Brockton to implement concussion awareness policy

·2 min read

BROCKTON – The municipality will be adopting a concussion awareness policy for all municipally operated recreation facilities and programs.

“We talked about this at length at our committee … it made sense. I think it’s great,” said Coun. James Lang.

Council heard a report prepared by Shalyn Swan, programming co-ordinator, and Mark Coleman, director of community services, at the July 12 meeting.

Rowan’s Law on concussion safety, passed in 2018, was intended to enhance safe sport in Ontario through concussion prevention and management.

On July 1, 2019, new rules came into effect in this province regarding concussions. Athletes under 26 years of age, parents of athletes under 18, coaches, team trainers and officials need to follow the new rules.

Additional rules came into effect on Jan. 1, 2021, requiring sports organizations to put protocols in place on removal from sport and return to sport, to improve concussion safety.

As stated in the report, “Everyone has a role to play in preventing, identifying and managing concussions. The impact of concussions in sport is increasingly seen as a significant issue and we encourage all sport organizations to support concussion safety.”

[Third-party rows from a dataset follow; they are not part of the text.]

//! Four-digit seven-segment readout.
//!
//! The readout shows either a number with one decimal (`120.0`) or a short
//! status word that stays up for [`STATUS_HOLD`] before the number comes
//! back. The console rendition draws it on an `indicatif` spinner line.

use indicatif::{ProgressBar, ProgressStyle};
use parking_lot::Mutex;
use std::sync::Arc;
use std::time::{Duration, Instant};

pub const DIGITS: usize = 4;

/// How long a status word replaces the number.
pub const STATUS_HOLD: Duration = Duration::from_millis(1000);

pub trait SegmentDisplay: Send {
    fn set_number(&mut self, value: f32);
    fn set_status_msg(&mut self, msg: &str);
    /// Redraws the readout. `detail` is whatever the host shows next to it.
    fn refresh(&mut self, detail: &str);
    /// Blanks the readout on shutdown.
    fn finish(&mut self) {}
}

/// `value` at one decimal on four digits, separator after the third digit.
/// Out-of-range values are clamped to `000.0..=999.9`.
pub fn format_number(value: f32) -> String {
    let scaled = (value * 10.0).round().clamp(0.0, 9999.0) as u32;
    let digits = format!("{:04}", scaled);
    format!("{}.{}", &digits[..DIGITS - 1], &digits[DIGITS - 1..])
}

/// Up to four segment-drawable characters. Letters are lowercased, anything
/// the segments cannot draw becomes a blank.
pub fn format_message(msg: &str) -> String {
    let mut shown: String = msg
        .chars()
        .take(DIGITS)
        .map(|c| {
            if c.is_ascii_alphanumeric() {
                c.to_ascii_lowercase()
            } else {
                ' '
            }
        })
        .collect();
    while shown.len() < DIGITS {
        shown.push(' ');
    }
    shown
}

pub fn create_readout_spinner() -> ProgressBar {
    let pb = ProgressBar::new_spinner();
    pb.set_style(
        ProgressStyle::default_spinner()
            .template("{prefix:.bold.dim} {spinner} {wide_msg}")
            .unwrap_or_else(|_| ProgressStyle::default_spinner()),
    );
    pb.set_prefix("Synchro");
    pb
}

pub struct ConsoleDisplay {
    spinner: ProgressBar,
    number: String,
    status: Option<(String, Instant)>,
}

impl ConsoleDisplay {
    pub fn new() -> Self {
        ConsoleDisplay {
            spinner: create_readout_spinner(),
            number: format_number(0.0),
            status: None,
        }
    }

    /// What the digits currently show.
    pub fn shown(&mut self) -> String {
        let expired = self
            .status
            .as_ref()
            .map_or(false, |(_, since)| since.elapsed() >= STATUS_HOLD);
        if expired {
            self.status = None;
        }
        match &self.status {
            Some((msg, _)) => msg.clone(),
            None => self.number.clone(),
        }
    }
}

impl Default for ConsoleDisplay {
    fn default() -> Self {
        Self::new()
    }
}

impl SegmentDisplay for ConsoleDisplay {
    fn set_number(&mut self, value: f32) {
        self.number = format_number(value);
    }

    fn set_status_msg(&mut self, msg: &str) {
        self.status = Some((format_message(msg), Instant::now()));
    }

    fn refresh(&mut self, detail: &str) {
        let shown = self.shown();
        self.spinner.set_message(format!("[{}] {}", shown, detail));
        self.spinner.tick();
    }

    fn finish(&mut self) {
        self.spinner.finish_and_clear();
    }
}

#[derive(Debug, Clone, Default)]
struct Readout {
    number: String,
    messages: Vec<String>,
    refreshes: usize,
    finished: bool,
}

/// Display double that records what it was asked to show. Clones share the
/// record.
#[derive(Debug, Clone, Default)]
pub struct MemoryDisplay {
    readout: Arc<Mutex<Readout>>,
}

impl MemoryDisplay {
    pub fn new() -> Self {
        Self::default()
    }

    pub fn number(&self) -> String {
        self.readout.lock().number.clone()
    }

    pub fn is_finished(&self) -> bool {
        self.readout.lock().finished
    }

    pub fn last_message(&self) -> Option<String> {
        self.readout.lock().messages.last().cloned()
    }

    pub fn refreshes(&self) -> usize {
        self.readout.lock().refreshes
    }
}

impl SegmentDisplay for MemoryDisplay {
    fn set_number(&mut self, value: f32) {
        self.readout.lock().number = format_number(value);
    }

    fn set_status_msg(&mut self, msg: &str) {
        self.readout.lock().messages.push(format_message(msg));
    }

    fn refresh(&mut self, _detail: &str) {
        self.readout.lock().refreshes += 1;
    }

    fn finish(&mut self) {
        self.readout.lock().finished = true;
    }
}

#[cfg(test)]
mod tests {
    use super::*;

    #[test]
    fn test_format_number() {
        assert_eq!(format_number(120.0), "120.0");
        assert_eq!(format_number(60.0), "060.0");
        assert_eq!(format_number(98.46), "098.5");
        assert_eq!(format_number(1500.0), "999.9");
        assert_eq!(format_number(-3.0), "000.0");
    }

    #[test]
    fn test_format_message() {
        assert_eq!(format_message("PLAY"), "play");
        assert_eq!(format_message("mtc"), "mtc ");
        assert_eq!(format_message("stop!now"), "stop");
        assert_eq!(format_message("a-b"), "a b ");
    }

    #[test]
    fn test_console_status_replaces_number() {
        let mut display = ConsoleDisplay::new();
        display.set_number(120.0);
        assert_eq!(display.shown(), "120.0");
        display.set_status_msg("stop");
        assert_eq!(display.shown(), "stop");
    }

    #[test]
    fn test_console_status_expires() {
        let mut display = ConsoleDisplay::new();
        display.set_number(95.0);
        display.status = Some((
            "stop".to_string(),
            Instant::now() - STATUS_HOLD - Duration::from_millis(1),
        ));
        assert_eq!(display.shown(), "095.0");
        assert!(display.status.is_none());
    }

    #[test]
    fn test_memory_display_records() {
        let display = MemoryDisplay::new();
        let mut handle: Box<dyn SegmentDisplay> = Box::new(display.clone());
        handle.set_number(133.0);
        handle.set_status_msg("tap");
        handle.refresh("");
        assert_eq!(display.number(), "133.0");
        assert_eq!(display.last_message().as_deref(), Some("tap "));
        assert_eq!(display.refreshes(), 1);
        assert!(!display.is_finished());
        handle.finish();
        assert!(display.is_finished());
    }
}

For the safety of participants in recreational programs, staff drafted a policy to ensure employees are aware of common signs and symptoms of concussion and are trained to properly manage a potential concussion incident.

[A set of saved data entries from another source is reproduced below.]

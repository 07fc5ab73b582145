use clap::Parser;
use midiclockctl::{
    cli::{list_devices, select_device, Args},
    config::Settings,
    controls::{read_commands, COMMAND_HELP},
    create_scheduler,
    display::ConsoleDisplay,
    encoder::{QuadratureDecoder, SimulatedPhases},
    event_loop::{Board, EventLoop},
    interrupt::VECTORS,
    logging,
    midi::{connect_output, list_output_ports, validate_device, LogSink, MidiSink, SynchroClock},
    timebase::SystemMillis,
    timer::SoftTimer,
    Scheduler,
};
use std::io;
use std::sync::Arc;

fn main() {
    let args = parse_command_line_arguments();
    let settings = load_settings(&args);
    initialize_logging(&settings);
    let devices = get_available_devices();

    if args.device_list {
        list_devices(&devices);
        return;
    }

    let device = choose_output_device(&args, &settings, &devices);
    let sink = open_sink(device);
    run_controller(settings, sink);
}

fn parse_command_line_arguments() -> Args {
    Args::parse()
}

fn load_settings(args: &Args) -> Settings {
    match Settings::load(args.config.as_deref()) {
        Ok(settings) => settings.with_args(args),
        Err(e) => {
            eprintln!("{}", e);
            std::process::exit(1);
        }
    }
}

fn initialize_logging(settings: &Settings) {
    let level = logging::parse_level(&settings.log_level);
    if let Err(e) = logging::init_logger(level) {
        eprintln!("Logging disabled: {}", e);
    }
    log::info!("Application starting");
    log::debug!("Settings: {:?}", settings);
}

fn get_available_devices() -> Vec<String> {
    list_output_ports().unwrap_or_else(|e| {
        log::warn!("Could not list MIDI outputs: {}", e);
        Vec::new()
    })
}

fn exit_with(error_msg: String) -> ! {
    log::error!("{}", error_msg);
    eprintln!("{}", error_msg);
    std::process::exit(1);
}

fn choose_output_device(args: &Args, settings: &Settings, devices: &[String]) -> Option<String> {
    if args.select_device {
        return match select_device(devices) {
            Ok(choice) => choice,
            Err(e) => exit_with(format!("Device selection failed: {}", e)),
        };
    }

    if let Some(device_name) = &settings.output_device {
        if let Err(error_msg) = validate_device(device_name, devices) {
            exit_with(error_msg);
        }
    }
    settings.output_device.clone()
}

fn open_sink(device: Option<String>) -> Box<dyn MidiSink> {
    match connect_output(device.as_deref()) {
        Ok(sink) => {
            log::info!("Successfully connected to MIDI device: {}", sink.port_name());
            println!("Sending to MIDI device: {}", sink.port_name());
            Box::new(sink)
        }
        Err(e) if device.is_some() => {
            exit_with(format!("Error connecting to MIDI device: {}", e));
        }
        Err(e) => {
            log::warn!("No MIDI output ({}), logging bytes only", e);
            println!("No MIDI output available, running unbound");
            Box::new(LogSink)
        }
    }
}

fn run_controller(settings: Settings, sink: Box<dyn MidiSink>) {
    let config = settings.synchro_config();
    let timer = SoftTimer::new(config.timer.clock_hz());
    let millis = Arc::new(SystemMillis::new());
    let phases = SimulatedPhases::new();

    let board = Board {
        clock: Arc::new(SynchroClock::new(config, timer.clone(), sink, millis.clone())),
        encoder: Arc::new(QuadratureDecoder::new(
            phases.clone(),
            settings.min_bpm,
            settings.max_bpm,
            settings.default_bpm,
        )),
        phases,
        vectors: &VECTORS,
    };
    board.attach();
    let timer_thread = timer.spawn(&VECTORS);

    let mut event_loop = EventLoop::new(
        board,
        millis,
        Box::new(ConsoleDisplay::new()),
        settings.default_bpm,
    );
    event_loop.setup(settings.initial_mode.into());

    let (command_tx, command_rx) = crossbeam::channel::unbounded();
    let scheduler = create_scheduler();
    if let Err(e) = scheduler.spawn("console", move || {
        read_commands(io::stdin().lock(), command_tx)
    }) {
        exit_with(format!("Could not start console reader: {}", e));
    }

    println!("{}", COMMAND_HELP);
    event_loop.run(command_rx);

    timer.shutdown();
    if timer_thread.join().is_err() {
        log::error!("Soft timer thread panicked");
    }
    event_loop.board().detach();
    log::info!("Application stopped");
}
use envload::load::intensity::{Intensity, worker_count};
use envload::load::memory::MemoryBudget;
use envload::system::sampler::synthetic_cpu_percent;
use envload::system::snapshot::ram_percent;
use proptest::prelude::*;

proptest! {
    #[test]
    fn worker_count_matches_rounded_share(
        value in 0i64..=100,
        parallelism in 1usize..=256,
    ) {
        // Half-up rounding of value * parallelism / 100, done in integers.
        let expected = (value as usize * parallelism + 50) / 100;
        let count = worker_count(Intensity::new(value), parallelism);
        prop_assert_eq!(count, expected.min(parallelism));
        prop_assert!(count <= parallelism);
    }

    #[test]
    fn any_input_clamps_into_range(value in any::<i64>()) {
        let intensity = Intensity::new(value);
        prop_assert!(intensity.value() <= 100);
        if value <= 0 {
            prop_assert!(intensity.is_zero());
        }
        if value >= 100 {
            prop_assert_eq!(intensity, Intensity::MAX);
        }
    }

    #[test]
    fn memory_target_never_exceeds_budget(
        budget in 0u64..(1u64 << 40),
        value in any::<i64>(),
    ) {
        let budget = MemoryBudget::from_bytes(budget);
        let target = budget.target(Intensity::new(value));
        prop_assert!(target <= budget.bytes());
    }

    #[test]
    fn reported_percentages_stay_in_range(
        total in any::<u64>(),
        available in any::<u64>(),
        value in any::<i64>(),
    ) {
        let ram = ram_percent(total, available);
        prop_assert!((0.0..=100.0).contains(&ram));
        let cpu = synthetic_cpu_percent(Intensity::new(value));
        prop_assert!((0.0..=100.0).contains(&cpu));
    }
}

The draft policy was prepared using the Municipal Concussion Policy Tool Kit – Grey Bruce Health Unit (GBHU).

Sports organizations will be provided with information on this policy but it doesn’t apply to third party rentals or programs.

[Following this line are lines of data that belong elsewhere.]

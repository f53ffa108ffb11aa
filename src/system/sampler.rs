use crate::load::intensity::Intensity;

use super::provider::MemoryInfoProvider;
use super::snapshot::{UsageSnapshot, ram_percent};

/// Where the CPU figure in a snapshot comes from.
#[derive(Debug, Clone, Copy, PartialEq, Eq, Default)]
pub enum CpuMetric {
    /// Derived from the configured CPU intensity, not measured. Cheap and
    /// stable, but it reports what was asked for rather than what happened.
    #[default]
    Synthetic,
    /// Host-wide CPU usage as reported by the provider.
    Measured,
}

impl CpuMetric {
    pub fn from_str_config(s: &str) -> Self {
        match s.to_lowercase().as_str() {
            "measured" | "real" => CpuMetric::Measured,
            _ => CpuMetric::Synthetic,
        }
    }

    pub fn label(self) -> &'static str {
        match self {
            CpuMetric::Synthetic => "synthetic",
            CpuMetric::Measured => "measured",
        }
    }
}

/// `intensity * 0.9 - 20`, clamped to `0..=100`.
pub fn synthetic_cpu_percent(intensity: Intensity) -> f32 {
    (f32::from(intensity.value()) * 0.9 - 20.0).clamp(0.0, 100.0)
}

pub struct Sampler<P> {
    provider: P,
    metric: CpuMetric,
}

impl<P: MemoryInfoProvider> Sampler<P> {
    pub fn new(provider: P, metric: CpuMetric) -> Self {
        Self { provider, metric }
    }

    pub fn metric(&self) -> CpuMetric {
        self.metric
    }

    /// Takes one snapshot. `cpu_intensity` feeds the synthetic CPU metric and
    /// is ignored in measured mode.
    pub fn sample(&mut self, cpu_intensity: Intensity) -> UsageSnapshot {
        let _span = tracing::debug_span!("sampler.tick").entered();

        let memory = self.provider.memory_info();
        let cpu_percent = match self.metric {
            CpuMetric::Synthetic => synthetic_cpu_percent(cpu_intensity),
            CpuMetric::Measured => self
                .provider
                .cpu_percent()
                .unwrap_or_else(|| synthetic_cpu_percent(cpu_intensity)),
        };

        UsageSnapshot {
            cpu_percent,
            ram_percent: ram_percent(memory.total_bytes, memory.available_bytes),
            running_processes: self.provider.process_count(),
            available_memory_bytes: memory.available_bytes,
            total_memory_bytes: memory.total_bytes,
        }
    }
}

The GBHU tool kit defines a concussion as “a traumatic brain injury that may be caused by either a direct blow to the head, face, neck or by a blow elsewhere on the body with an impulsive force transmitted to the head (e.g., a blow to the head because of a fall or while playing a sport). This causes a short-lived impairment of brain function, which can result in a variety of signs and symptoms that may differ from person to person. Impairment typically resolves spontaneously; however, in some cases, signs and symptoms may be prolonged.”

Concussions represent 21 per cent of treated injuries among students in Ontario.

The GBHU tool kit further states, “The top four activities responsible for concussions and brain injuries in Canadian male children ages 5-9 years include playground equipment, ice hockey, children’s active games (e.g., hide and seek, tag, Red Rover) and soccer. For females ages 5-9 years, the top activities are playground equipment, sledding/tobogganing, children’s active games and bicycling (Public Health Agency of Canada, 2017). Injuries related to participation in sports, physical activity and recreation account for 64 per cent of hospital emergency department visits among 10-18-year-olds (Government of Canada, 2016).”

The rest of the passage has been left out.